In the third city, The Chief asks the player to create an arrest warrant - players complete this by making selections in the crime computer about the suspect's characteristics, players don't need to fill in every option but need enough information to narrow down to one suspect. They can narrow down their search options by looking at the suspect's dossiers. The dossiers reveal information about the suspect's sex, hair color, vehicle, distinguishing feature (like tattoo, scar, or limp), and hobby, which will help identify the correct suspect when utilising clues in the crime computer.

In-game gameplay - dossiers are vital to give clues to players to help them correctly identify the suspect by comparing information to clues given out by witnesses in city locations.

This version was also a contest: the more quickly the player solved the puzzle, the lower their score. Points are given out based on actions taken in the game - it takes 5 hours to investigate any location in a city, and 15 hours to move from one city to the next. Players generally need to explore at least one location in each city to have enough information to complete each case. The perfect score is 60 – 45 hours to move three times, and 5 hours each to investigate one place in each city while guessing the correct location of the thief in the last city on the first try, a 1-out-of-3 chance.

The lowest (best) scores saw the player's name posted in the Prodigy service weekly hall of fame the following week. Only the player's first score in any week counts toward beating other members on the honor roll, players are able to play multiple times afterwards for fun. It was designed as a game of interest for younger members. The Prodigy service version offered new stories weekly that were always related to current events.

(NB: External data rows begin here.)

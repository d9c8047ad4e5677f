//! Shared test utilities for ownership inference.
//!
//! Factory functions used across the flow, path, normalize, infer, and
//! pipeline tests. Only compiled in test builds.

use sable_ir::{Body, BodyBuilder, Function, InstrId, InstrKind, Name, Param};

use crate::alloc::{GroupVar, OwnershipVar, TypeVariableInfo};
use crate::member::{MemberInfo, MemberKind};

/// Shorthand for `OwnershipVar::new(n)`.
pub(crate) fn o(n: u32) -> OwnershipVar {
    OwnershipVar::new(n)
}

/// Shorthand for `GroupVar::new(n)`.
pub(crate) fn g(n: u32) -> GroupVar {
    GroupVar::new(n)
}

/// An info pair with explicit raw variable numbers.
pub(crate) fn tv(ownership: u32, group: u32) -> TypeVariableInfo {
    TypeVariableInfo {
        ownership_var: o(ownership),
        group_var: g(group),
    }
}

/// A field projection member.
pub(crate) fn field_member(root: GroupVar, index: u32, info: TypeVariableInfo) -> MemberInfo {
    MemberInfo {
        root,
        kind: MemberKind::Field { index },
        info,
    }
}

/// Emit an argument reference.
pub(crate) fn arg_ref(builder: &mut BodyBuilder, name: Name) -> InstrId {
    builder.add(InstrKind::ValueRef {
        name,
        arg: true,
        bind_id: None,
        indices: vec![],
    })
}

/// Emit a field projection.
pub(crate) fn member_access(builder: &mut BodyBuilder, receiver: InstrId, index: u32) -> InstrId {
    builder.add(InstrKind::MemberAccess { receiver, index })
}

/// Emit a constructor call.
pub(crate) fn ctor_call(builder: &mut BodyBuilder, name: Name, args: Vec<InstrId>) -> InstrId {
    builder.add(InstrKind::NamedFunctionCall {
        name,
        args,
        ctor: true,
    })
}

/// Wrap a finished body into a function.
pub(crate) fn make_function(name: Name, params: Vec<Name>, body: Body) -> Function {
    Function {
        name,
        params: params.into_iter().map(|name| Param { name }).collect(),
        body,
    }
}
use pretty_assertions::assert_eq;

use crate::alloc::Allocator;
use crate::member::MemberInfo;
use crate::symbolic::FlowValue;
use crate::test_helpers::tv;

use super::*;

fn leaf() -> FlowValue {
    FlowValue::value(None)
}

/// Each non-first member must be rooted at its predecessor's group.
fn assert_well_formed(chain: &[MemberInfo]) {
    for pair in chain.windows(2) {
        assert_eq!(pair[1].root, pair[0].info.group_var);
    }
}

#[test]
fn whole_argument_flow_splits_empty() {
    let mut allocator = Allocator::new();
    let path = split_path(leaf(), &mut allocator);
    assert!(path.src.is_empty());
    assert!(path.dest.is_empty());
    assert_eq!(path.arg, tv(0, 0));
    assert_eq!(path.result, tv(1, 1));
}

#[test]
fn projection_chain_becomes_source_members() {
    let mut allocator = Allocator::new();
    let value = FlowValue::field(FlowValue::field(leaf(), 2), 5);
    let path = split_path(value, &mut allocator);

    assert!(path.dest.is_empty());
    assert_eq!(path.src.len(), 2);
    // Innermost projection first, rooted at the argument's group.
    assert_eq!(path.src[0].root, path.arg.group_var);
    assert_eq!(path.src[0].kind.index(), 2);
    assert_eq!(path.src[1].kind.index(), 5);
    assert_well_formed(&path.src);
}

#[test]
fn record_wraps_become_destination_members() {
    let mut allocator = Allocator::new();
    let value = FlowValue::record(FlowValue::record(leaf(), 1), 4);
    let path = split_path(value, &mut allocator);

    assert!(path.src.is_empty());
    assert_eq!(path.dest.len(), 2);
    // Outermost injection first, rooted at the result's group.
    assert_eq!(path.dest[0].root, path.result.group_var);
    assert_eq!(path.dest[0].kind.index(), 4);
    assert_eq!(path.dest[1].kind.index(), 1);
    assert_well_formed(&path.dest);
}

#[test]
fn mixed_value_splits_both_sides() {
    let mut allocator = Allocator::new();
    let value = FlowValue::record(FlowValue::field(leaf(), 0), 1);
    let path = split_path(value, &mut allocator);

    assert_eq!(path.dest.len(), 1);
    assert_eq!(path.dest[0].root, path.result.group_var);
    assert_eq!(path.dest[0].kind.index(), 1);
    assert_eq!(path.src.len(), 1);
    assert_eq!(path.src[0].root, path.arg.group_var);
    assert_eq!(path.src[0].kind.index(), 0);
}

#[test]
fn shared_allocator_keeps_paths_apart() {
    let mut allocator = Allocator::new();
    let first = split_path(leaf(), &mut allocator);
    let second = split_path(FlowValue::field(leaf(), 0), &mut allocator);

    assert_ne!(first.arg, second.arg);
    assert_ne!(first.result, second.result);
    // The later path's members are fresh relative to everything earlier.
    assert_ne!(second.src[0].info.ownership_var, first.arg.ownership_var);
    assert_ne!(second.src[0].info.ownership_var, first.result.ownership_var);
}

#[test]
fn long_chains_stay_well_formed() {
    let mut allocator = Allocator::new();
    let mut value = leaf();
    for index in 0..4 {
        value = FlowValue::field(value, index);
    }
    for index in 0..3 {
        value = FlowValue::record(value, index);
    }
    let path = split_path(value, &mut allocator);
    assert_eq!(path.src.len(), 4);
    assert_eq!(path.dest.len(), 3);
    assert_well_formed(&path.src);
    assert_well_formed(&path.dest);
}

"For example, the inaugural Bible was stolen the week the President was sworn in, the lucky shamrock were taken on St. Patrick's Day, and, in this example, the engraving plates for the new issue of Italian currency are missing."
— The Official Guide to the Prodigy Service discussing how the Prodigy online version of World offered an opportunity for more timely plots.

== Critical reception ==
The New York Times noted: "Because electronic books and games can be "published" more quickly than conventional books, Prodigy's "Carmen" is very topical". PC Mag noted it wasn't as graphically pleasing as the genuine article and wondered aloud if parents would want their kids using up the phone line for hours at a time to play the game. But the magazine questioned whether kids should be encouraged to take up the phone line for hours to be able to play. Compute felt the move was surprising for the popular Carmen Sandiego franchise, commenting that there was "even" an online version of the game. Mocagh suggested that the gameplay of the online version trumped the traditional game in which the player has the same experience each time they play. The Official Guide to the Prodigy Service wrote that the game is "really challenging for kids in fourth grade and up [and] entertaining for adults", and advises that players " always read through the dossiers" before playing - they also recommended playing with an encyclopedia or almanac handy, and visiting the next location even if only receiving a location clue because players can always receive enough suspect clues in the other cities. The Seattle Times felt the service's low monthly rate meant "the little ones can compute to their hearts' content" with titles like Carmen Sandiego. PC Mag noted that ads 'deferred the cost of the system'. Parents, kids & computers recommended children to try it if their parents were already subscribed to Prodigy, though noted this version requires "a bit more reading and a bit less action" than its PC counterpart. Online Access suggested "sometimes it doesn't seem as if enough clues have been gathered before Carmen and the gang are caught". Home Office Computing felt the game was representative of the wide range of services Prodigy offered. CD-ROM Professional deemed it "yet another incarnation of the popular game". Technology & Learning felt the game was adapted to the online environment with scaled-down graphics and less information per page. People said the game "strengthens geography muscles" and took part in Prodigy's kid-friendly brand. Computer Shopped agreed that games like Carmen Sandiego made are "aimed especially at kids".